__Supplied material__.
◆ ◆ ◆ ◆ ◆ ◆ ◆
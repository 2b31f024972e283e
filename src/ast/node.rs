//! Expression tree structures
//!
//! Every pass consumes a borrowed tree and returns a freshly built one.
//! Children are owned, so a subtree reused under a new parent is always a
//! clone and never an alias.

use std::fmt;

use super::marker::{MarkerKind, MarkerPayload};

/// Field name used for unfielded terms
pub const ANY_FIELD: &str = "_ANYFIELD_";

/// Field name for a term whose field was pruned away
pub const NO_FIELD: &str = "_NOFIELD_";

/// Literal operand of a comparison
#[derive(Debug, Clone, PartialEq, Eq, PartialOrd, Ord, Hash)]
pub enum Literal {
    /// Quoted string value
    String(String),
    /// Unquoted numeric value, kept in its source form
    Number(String),
    /// The `null` keyword
    Null,
}

impl Literal {
    /// Create a string literal
    pub fn string(value: impl Into<String>) -> Self {
        Literal::String(value.into())
    }

    /// Returns true if this is the `null` literal
    pub fn is_null(&self) -> bool {
        matches!(self, Literal::Null)
    }

    /// Returns the literal's text, or `None` for `null`
    pub fn text(&self) -> Option<&str> {
        match self {
            Literal::String(s) | Literal::Number(s) => Some(s),
            Literal::Null => None,
        }
    }
}

/// Comparison operators that appear in leaf nodes
#[derive(Debug, Clone, Copy, PartialEq, Eq, PartialOrd, Ord, Hash)]
pub enum CompareOp {
    Eq,
    Ne,
    Lt,
    Le,
    Gt,
    Ge,
    /// Regex include (`=~`)
    Regex,
    /// Regex exclude (`!~`)
    NotRegex,
}

impl CompareOp {
    /// Operator symbol as written in query text
    pub fn symbol(&self) -> &'static str {
        match self {
            CompareOp::Eq => "==",
            CompareOp::Ne => "!=",
            CompareOp::Lt => "<",
            CompareOp::Le => "<=",
            CompareOp::Gt => ">",
            CompareOp::Ge => ">=",
            CompareOp::Regex => "=~",
            CompareOp::NotRegex => "!~",
        }
    }

    /// Returns true for `<`, `<=`, `>` and `>=`
    pub fn is_range(&self) -> bool {
        matches!(self, CompareOp::Lt | CompareOp::Le | CompareOp::Gt | CompareOp::Ge)
    }

    /// Returns true for `>` and `>=`
    pub fn is_lower_bound(&self) -> bool {
        matches!(self, CompareOp::Gt | CompareOp::Ge)
    }

    /// Returns true for `<` and `<=`
    pub fn is_upper_bound(&self) -> bool {
        matches!(self, CompareOp::Lt | CompareOp::Le)
    }

    /// Returns true for `=~` and `!~`
    pub fn is_regex(&self) -> bool {
        matches!(self, CompareOp::Regex | CompareOp::NotRegex)
    }

    /// Returns true for operators whose match is a logical negation
    pub fn is_negative(&self) -> bool {
        matches!(self, CompareOp::Ne | CompareOp::NotRegex)
    }
}

impl fmt::Display for CompareOp {
    fn fmt(&self, f: &mut fmt::Formatter<'_>) -> fmt::Result {
        write!(f, "{}", self.symbol())
    }
}

/// A single `FIELD op literal` comparison
#[derive(Debug, Clone, PartialEq, Eq, PartialOrd, Ord, Hash)]
pub struct Comparison {
    pub op: CompareOp,
    pub field: String,
    pub literal: Literal,
}

impl Comparison {
    pub fn new(op: CompareOp, field: impl Into<String>, literal: Literal) -> Self {
        Self {
            op,
            field: field.into(),
            literal,
        }
    }

    /// Copy of this comparison with a different operator
    pub fn with_op(&self, op: CompareOp) -> Self {
        Self {
            op,
            field: self.field.clone(),
            literal: self.literal.clone(),
        }
    }

    /// Copy of this comparison with a normalized string literal
    pub fn with_value(&self, value: impl Into<String>) -> Self {
        Self {
            op: self.op,
            field: self.field.clone(),
            literal: Literal::String(value.into()),
        }
    }
}

/// Argument of a function call
#[derive(Debug, Clone, PartialEq, Eq, PartialOrd, Ord, Hash)]
pub enum FunctionArg {
    /// A field reference
    Field(String),
    /// A non-field identifier such as `termOffsetMap`
    Identifier(String),
    /// A literal argument
    Literal(Literal),
}

/// Expression tree node
#[derive(Debug, Clone, PartialEq, Eq, PartialOrd, Ord, Hash)]
pub enum ExprNode {
    And(Vec<ExprNode>),
    Or(Vec<ExprNode>),
    Not(Box<ExprNode>),
    Compare(Comparison),
    Function {
        namespace: String,
        name: String,
        args: Vec<FunctionArg>,
    },
    /// Transparent single-child grouping
    Reference(Box<ExprNode>),
    Marker {
        kind: MarkerKind,
        payload: MarkerPayload,
        child: Box<ExprNode>,
    },
}

impl ExprNode {
    /// Conjunction of the given nodes, flattening nested conjunctions
    ///
    /// A single node is returned as-is rather than wrapped.
    pub fn and(children: Vec<ExprNode>) -> ExprNode {
        let mut flat = Vec::with_capacity(children.len());
        for child in children {
            match child {
                ExprNode::And(inner) => flat.extend(inner),
                other => flat.push(other),
            }
        }
        if flat.len() == 1 {
            flat.pop().unwrap_or(ExprNode::And(Vec::new()))
        } else {
            ExprNode::And(flat)
        }
    }

    /// Disjunction of the given nodes, flattening nested disjunctions
    pub fn or(children: Vec<ExprNode>) -> ExprNode {
        let mut flat = Vec::with_capacity(children.len());
        for child in children {
            match child {
                ExprNode::Or(inner) => flat.extend(inner),
                other => flat.push(other),
            }
        }
        if flat.len() == 1 {
            flat.pop().unwrap_or(ExprNode::Or(Vec::new()))
        } else {
            ExprNode::Or(flat)
        }
    }

    pub fn not(child: ExprNode) -> ExprNode {
        ExprNode::Not(Box::new(child))
    }

    pub fn reference(child: ExprNode) -> ExprNode {
        ExprNode::Reference(Box::new(child))
    }

    pub fn compare(op: CompareOp, field: impl Into<String>, literal: Literal) -> ExprNode {
        ExprNode::Compare(Comparison::new(op, field, literal))
    }

    pub fn eq(field: impl Into<String>, value: impl Into<String>) -> ExprNode {
        Self::compare(CompareOp::Eq, field, Literal::String(value.into()))
    }

    pub fn ne(field: impl Into<String>, value: impl Into<String>) -> ExprNode {
        Self::compare(CompareOp::Ne, field, Literal::String(value.into()))
    }

    pub fn lt(field: impl Into<String>, value: impl Into<String>) -> ExprNode {
        Self::compare(CompareOp::Lt, field, Literal::String(value.into()))
    }

    pub fn le(field: impl Into<String>, value: impl Into<String>) -> ExprNode {
        Self::compare(CompareOp::Le, field, Literal::String(value.into()))
    }

    pub fn gt(field: impl Into<String>, value: impl Into<String>) -> ExprNode {
        Self::compare(CompareOp::Gt, field, Literal::String(value.into()))
    }

    pub fn ge(field: impl Into<String>, value: impl Into<String>) -> ExprNode {
        Self::compare(CompareOp::Ge, field, Literal::String(value.into()))
    }

    pub fn regex(field: impl Into<String>, pattern: impl Into<String>) -> ExprNode {
        Self::compare(CompareOp::Regex, field, Literal::String(pattern.into()))
    }

    pub fn not_regex(field: impl Into<String>, pattern: impl Into<String>) -> ExprNode {
        Self::compare(CompareOp::NotRegex, field, Literal::String(pattern.into()))
    }

    pub fn is_null(field: impl Into<String>) -> ExprNode {
        Self::compare(CompareOp::Eq, field, Literal::Null)
    }

    /// Wrap a node in a marker with no payload
    pub fn marker(kind: MarkerKind, child: ExprNode) -> ExprNode {
        ExprNode::Marker {
            kind,
            payload: MarkerPayload::None,
            child: Box::new(child),
        }
    }

    /// Wrap a node in a `Drop` marker carrying the reason and the dropped query text
    pub fn dropped(reason: impl Into<String>, child: ExprNode) -> ExprNode {
        let query = child.to_query();
        ExprNode::Marker {
            kind: MarkerKind::Drop,
            payload: MarkerPayload::Dropped {
                reason: reason.into(),
                query,
            },
            child: Box::new(child),
        }
    }

    /// A `Bounded` range `lower && upper` on a single field
    pub fn bounded_range(lower: Comparison, upper: Comparison) -> ExprNode {
        Self::marker(
            MarkerKind::Bounded,
            ExprNode::And(vec![ExprNode::Compare(lower), ExprNode::Compare(upper)]),
        )
    }

    /// Returns the comparison if this node is a leaf comparison
    pub fn as_comparison(&self) -> Option<&Comparison> {
        match self {
            ExprNode::Compare(c) => Some(c),
            _ => None,
        }
    }

    /// Returns the marker kind if this node is a marker
    pub fn marker_kind(&self) -> Option<MarkerKind> {
        match self {
            ExprNode::Marker { kind, .. } => Some(*kind),
            _ => None,
        }
    }

    /// Strips any `Reference` wrappers
    pub fn unwrap_references(&self) -> &ExprNode {
        let mut node = self;
        while let ExprNode::Reference(inner) = node {
            node = inner;
        }
        node
    }

    /// Decomposes a `Bounded` marker into its lower and upper comparisons
    ///
    /// Returns `None` unless the marker wraps exactly one lower and one upper
    /// bound on the same field.
    pub fn bounded_parts(&self) -> Option<(&Comparison, &Comparison)> {
        let ExprNode::Marker {
            kind: MarkerKind::Bounded,
            child,
            ..
        } = self
        else {
            return None;
        };
        let ExprNode::And(children) = child.unwrap_references() else {
            return None;
        };
        if children.len() != 2 {
            return None;
        }
        let a = children[0].unwrap_references().as_comparison()?;
        let b = children[1].unwrap_references().as_comparison()?;
        if a.field != b.field || a.literal.is_null() || b.literal.is_null() {
            return None;
        }
        match (a.op.is_lower_bound(), b.op.is_upper_bound()) {
            (true, true) => Some((a, b)),
            _ if b.op.is_lower_bound() && a.op.is_upper_bound() => Some((b, a)),
            _ => None,
        }
    }

    /// Children of this node in evaluation order
    pub fn children(&self) -> Vec<&ExprNode> {
        match self {
            ExprNode::And(children) | ExprNode::Or(children) => children.iter().collect(),
            ExprNode::Not(child) | ExprNode::Reference(child) => vec![child.as_ref()],
            ExprNode::Marker { child, .. } => vec![child.as_ref()],
            ExprNode::Compare(_) | ExprNode::Function { .. } => Vec::new(),
        }
    }

    /// Returns true for nodes without children
    pub fn is_leaf(&self) -> bool {
        matches!(self, ExprNode::Compare(_) | ExprNode::Function { .. })
    }

    /// Fields referenced anywhere below this node, in first-seen order
    pub fn fields(&self) -> Vec<String> {
        let mut out = Vec::new();
        self.collect_fields(&mut out);
        out
    }

    fn collect_fields(&self, out: &mut Vec<String>) {
        match self {
            ExprNode::Compare(c) => {
                if !out.contains(&c.field) {
                    out.push(c.field.clone());
                }
            }
            ExprNode::Function { args, .. } => {
                for arg in args {
                    if let FunctionArg::Field(f) = arg {
                        if !out.contains(f) {
                            out.push(f.clone());
                        }
                    }
                }
            }
            other => {
                for child in other.children() {
                    child.collect_fields(out);
                }
            }
        }
    }

    /// Total number of nodes in this subtree
    pub fn node_count(&self) -> usize {
        1 + self.children().iter().map(|c| c.node_count()).sum::<usize>()
    }
}

impl fmt::Display for ExprNode {
    fn fmt(&self, f: &mut fmt::Formatter<'_>) -> fmt::Result {
        write!(f, "{}", self.to_query())
    }
}
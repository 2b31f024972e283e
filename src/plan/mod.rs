//! Iterator-plan compilation and evaluation
//!
//! Compiles a rewritten query tree into a nested plan of field index
//! lookups scoped to one record:
//! - Key model for the field index and term frequency layouts
//! - Seekable key-value sources with per-leaf cursors
//! - Point, range and regex leaves with optional value aggregation
//! - Intersect, union and negation over leaves
//!
//! A plan is evaluated once per record and yields whether the record
//! matched, along with the values its aggregating leaves collected.

mod compiler;
mod document;
mod errors;
mod key;
mod leaf;
mod source;
mod tree;

pub use compiler::{compile, PlanCompiler, PlanOptions};
pub use document::{Document, Evaluation};
pub use errors::{PlanError, PlanResult};
pub use key::{
    field_index_family, parse_term_frequency, FieldIndexEntry, Key, KeyRange, RecordRange, TimeFilter,
    FIELD_INDEX_PREFIX, MAX_VALUE, TERM_FREQUENCY_FAMILY,
};
pub use leaf::{Leaf, LeafKind, RegexMatcher};
pub use source::{InMemorySource, InMemorySourceBuilder, KeyValueSource, SourceFactory};
pub use tree::Plan;
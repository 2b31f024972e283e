//! Composite field mappings and fixed-length value arithmetic

use chrono::{DateTime, Utc};
use serde::{Deserialize, Serialize};

/// Reserved separator between component values, the maximal character
pub const DEFAULT_SEPARATOR: char = '\u{10FFFF}';

/// A synthetic indexed field built from ordered component fields
#[derive(Debug, Clone, PartialEq, Eq, Serialize, Deserialize)]
pub struct CompositeMapping {
    /// Composite field name
    pub name: String,
    /// Component fields in concatenation order
    pub components: Vec<String>,
    /// Separator between component values
    #[serde(default = "default_separator")]
    pub separator: char,
    /// Data before this instant used the legacy, non-composite encoding
    #[serde(default)]
    pub transition_date: Option<DateTime<Utc>>,
}

fn default_separator() -> char {
    DEFAULT_SEPARATOR
}

impl CompositeMapping {
    pub fn new<I, S>(name: impl Into<String>, components: I) -> Self
    where
        I: IntoIterator<Item = S>,
        S: Into<String>,
    {
        Self {
            name: name.into(),
            components: components.into_iter().map(Into::into).collect(),
            separator: DEFAULT_SEPARATOR,
            transition_date: None,
        }
    }

    pub fn with_separator(mut self, separator: char) -> Self {
        self.separator = separator;
        self
    }

    pub fn with_transition_date(mut self, date: DateTime<Utc>) -> Self {
        self.transition_date = Some(date);
        self
    }

    /// The composite name is also its first component, so the same field
    /// holds both plain legacy values and composite values
    pub fn is_overloaded(&self) -> bool {
        self.components.first() == Some(&self.name)
    }

    /// Position of a field among the components
    pub fn position(&self, field: &str) -> Option<usize> {
        self.components.iter().position(|c| c == field)
    }

    /// Returns true when the queried period reaches back before the
    /// transition date, or its start is unknown
    pub fn includes_legacy_data(&self, begin_date: Option<DateTime<Utc>>) -> bool {
        match (self.transition_date, begin_date) {
            (None, _) => false,
            (Some(_), None) => true,
            (Some(transition), Some(begin)) => begin < transition,
        }
    }

    /// Joins component values with the separator
    pub fn join<S: AsRef<str>>(&self, values: &[S]) -> String {
        let mut out = String::new();
        for (i, v) in values.iter().enumerate() {
            if i > 0 {
                out.push(self.separator);
            }
            out.push_str(v.as_ref());
        }
        out
    }
}

/// Character set of a fixed-length encoded field
///
/// Values of a fixed-length field all have the same width, so they behave as
/// base-N integers over the alphabet and can be incremented or decremented.
#[derive(Debug, Clone, Copy, PartialEq, Eq, Serialize, Deserialize)]
#[serde(rename_all = "snake_case")]
pub enum Alphabet {
    /// `0-9a-f`
    Hex,
    /// `0-9`
    Decimal,
    /// `a-z`
    LowerAlpha,
    /// Printable ASCII, space through tilde
    Ascii,
}

impl Alphabet {
    fn bounds(&self) -> &'static [(char, char)] {
        match self {
            Alphabet::Hex => &[('0', '9'), ('a', 'f')],
            Alphabet::Decimal => &[('0', '9')],
            Alphabet::LowerAlpha => &[('a', 'z')],
            Alphabet::Ascii => &[(' ', '~')],
        }
    }

    pub fn contains(&self, c: char) -> bool {
        self.bounds().iter().any(|(lo, hi)| (*lo..=*hi).contains(&c))
    }

    fn min(&self) -> char {
        self.bounds()[0].0
    }

    fn max(&self) -> char {
        self.bounds()[self.bounds().len() - 1].1
    }

    fn successor(&self, c: char) -> Option<char> {
        let ranges = self.bounds();
        for (i, (lo, hi)) in ranges.iter().enumerate() {
            if (*lo..=*hi).contains(&c) {
                if c < *hi {
                    return char::from_u32(c as u32 + 1);
                }
                return ranges.get(i + 1).map(|(next_lo, _)| *next_lo);
            }
        }
        None
    }

    fn predecessor(&self, c: char) -> Option<char> {
        let ranges = self.bounds();
        for (i, (lo, hi)) in ranges.iter().enumerate() {
            if (*lo..=*hi).contains(&c) {
                if c > *lo {
                    return char::from_u32(c as u32 - 1);
                }
                return i.checked_sub(1).map(|prev| ranges[prev].1);
            }
        }
        None
    }

    /// Next value of the same width
    ///
    /// `None` when the value overflows or holds characters outside the
    /// alphabet.
    pub fn increment(&self, value: &str) -> Option<String> {
        let mut chars: Vec<char> = value.chars().collect();
        if chars.is_empty() || !chars.iter().all(|c| self.contains(*c)) {
            return None;
        }
        for i in (0..chars.len()).rev() {
            match self.successor(chars[i]) {
                Some(next) => {
                    chars[i] = next;
                    return Some(chars.into_iter().collect());
                }
                None => chars[i] = self.min(),
            }
        }
        None
    }

    /// Previous value of the same width
    ///
    /// `None` when the value underflows or holds characters outside the
    /// alphabet.
    pub fn decrement(&self, value: &str) -> Option<String> {
        let mut chars: Vec<char> = value.chars().collect();
        if chars.is_empty() || !chars.iter().all(|c| self.contains(*c)) {
            return None;
        }
        for i in (0..chars.len()).rev() {
            match self.predecessor(chars[i]) {
                Some(prev) => {
                    chars[i] = prev;
                    return Some(chars.into_iter().collect());
                }
                None => chars[i] = self.max(),
            }
        }
        None
    }
}
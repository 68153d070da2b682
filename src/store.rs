use std::future::Future;
use std::sync::Arc;
use tokio::sync::RwLock;

use crate::error::ApiError;

/// A record addressable by its server-assigned id.
pub trait Entity: Clone + Send + Sync + 'static {
    fn id(&self) -> &str;
}

/// Client-visible state of one remote collection.
#[derive(Debug, Clone)]
pub struct CollectionState<T> {
    /// Server response order; not guaranteed stable across refreshes.
    pub data: Vec<T>,
    pub loading: bool,
    pub error: Option<String>,
}

impl<T> Default for CollectionState<T> {
    fn default() -> Self {
        Self {
            data: Vec::new(),
            loading: false,
            error: None,
        }
    }
}

struct Inner<T> {
    state: CollectionState<T>,
    /// Sequence handed to the next operation.
    next_seq: u64,
    /// Sequence of the most recently applied mutation. A wholesale snapshot
    /// issued before this point is stale and must not be applied.
    last_write: u64,
}

/// In-memory mirror of one remote collection.
///
/// Every operation runs the same three-phase lifecycle: issue, suspend at the
/// network call, then a single terminal transition. The terminal transitions
/// are the only place `data`/`loading`/`error` are mutated, and the lock is
/// never held across the network await.
#[derive(Clone)]
pub struct Store<T: Entity> {
    name: &'static str,
    inner: Arc<RwLock<Inner<T>>>,
}

impl<T: Entity> Store<T> {
    pub fn new(name: &'static str) -> Self {
        Self {
            name,
            inner: Arc::new(RwLock::new(Inner {
                state: CollectionState::default(),
                next_seq: 0,
                last_write: 0,
            })),
        }
    }

    pub async fn snapshot(&self) -> CollectionState<T> {
        self.inner.read().await.state.clone()
    }

    pub async fn data(&self) -> Vec<T> {
        self.inner.read().await.state.data.clone()
    }

    pub async fn error(&self) -> Option<String> {
        self.inner.read().await.state.error.clone()
    }

    pub async fn is_loading(&self) -> bool {
        self.inner.read().await.state.loading
    }

    /// Replaces the collection with a fresh server snapshot.
    ///
    /// On failure the previous `data` stays available and only `error` is
    /// set. A snapshot that was requested before a mutation has since been
    /// applied is discarded rather than allowed to resurrect overwritten
    /// state.
    pub async fn refresh<F, Fut>(&self, op: F) -> Result<(), ApiError>
    where
        F: FnOnce() -> Fut,
        Fut: Future<Output = Result<Vec<T>, ApiError>>,
    {
        let seq = self.begin(true).await;

        match op().await {
            Ok(items) => {
                let mut inner = self.inner.write().await;
                inner.state.loading = false;
                if seq < inner.last_write {
                    tracing::warn!(
                        collection = self.name,
                        seq,
                        last_write = inner.last_write,
                        "discarding stale snapshot"
                    );
                } else {
                    tracing::debug!(collection = self.name, count = items.len(), "refreshed");
                    inner.state.data = items;
                }
                Ok(())
            }
            Err(err) => Err(self.fail(err).await),
        }
    }

    /// Runs a create against the backend and appends the returned entity.
    pub async fn apply_create<F, Fut>(&self, op: F) -> Result<T, ApiError>
    where
        F: FnOnce() -> Fut,
        Fut: Future<Output = Result<T, ApiError>>,
    {
        let seq = self.begin(false).await;

        match op().await {
            Ok(created) => {
                let mut inner = self.inner.write().await;
                inner.state.loading = false;
                inner.last_write = inner.last_write.max(seq);
                inner.state.data.push(created.clone());
                tracing::info!(collection = self.name, id = created.id(), "created");
                Ok(created)
            }
            Err(err) => Err(self.fail(err).await),
        }
    }

    /// Runs an update against the backend and replaces the matching entity.
    ///
    /// The `Result` is handed back so a caller can keep its editor open on
    /// failure and close it only once the update landed.
    pub async fn apply_update<F, Fut>(&self, op: F) -> Result<T, ApiError>
    where
        F: FnOnce() -> Fut,
        Fut: Future<Output = Result<T, ApiError>>,
    {
        let seq = self.begin(false).await;

        match op().await {
            Ok(updated) => {
                let mut inner = self.inner.write().await;
                inner.state.loading = false;
                inner.last_write = inner.last_write.max(seq);
                match inner
                    .state
                    .data
                    .iter_mut()
                    .find(|entity| entity.id() == updated.id())
                {
                    Some(slot) => *slot = updated.clone(),
                    None => tracing::debug!(
                        collection = self.name,
                        id = updated.id(),
                        "updated entity not in cache"
                    ),
                }
                tracing::info!(collection = self.name, id = updated.id(), "updated");
                Ok(updated)
            }
            Err(err) => Err(self.fail(err).await),
        }
    }

    /// Runs a delete against the backend and drops the matching entity.
    pub async fn apply_remove<F, Fut>(&self, id: &str, op: F) -> Result<(), ApiError>
    where
        F: FnOnce() -> Fut,
        Fut: Future<Output = Result<(), ApiError>>,
    {
        let seq = self.begin(false).await;

        match op().await {
            Ok(()) => {
                let mut inner = self.inner.write().await;
                inner.state.loading = false;
                inner.last_write = inner.last_write.max(seq);
                inner.state.data.retain(|entity| entity.id() != id);
                tracing::info!(collection = self.name, id, "removed");
                Ok(())
            }
            Err(err) => Err(self.fail(err).await),
        }
    }

    async fn begin(&self, reset_error: bool) -> u64 {
        let mut inner = self.inner.write().await;
        inner.next_seq += 1;
        inner.state.loading = true;
        if reset_error {
            inner.state.error = None;
        }
        inner.next_seq
    }

    async fn fail(&self, err: ApiError) -> ApiError {
        tracing::error!(collection = self.name, error = %err, "operation failed");
        let mut inner = self.inner.write().await;
        inner.state.loading = false;
        inner.state.error = Some(err.to_string());
        err
    }
}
◆ ◆ ◆ ◆ ◆ ◆ ◆
__About this exercise__. Bring together every line in the entries that holds the string "MarkerPayload".

__Exercise answer__.
use super::marker::{MarkerKind, MarkerPayload};
        payload: MarkerPayload,
            payload: MarkerPayload::None,
            payload: MarkerPayload::Dropped {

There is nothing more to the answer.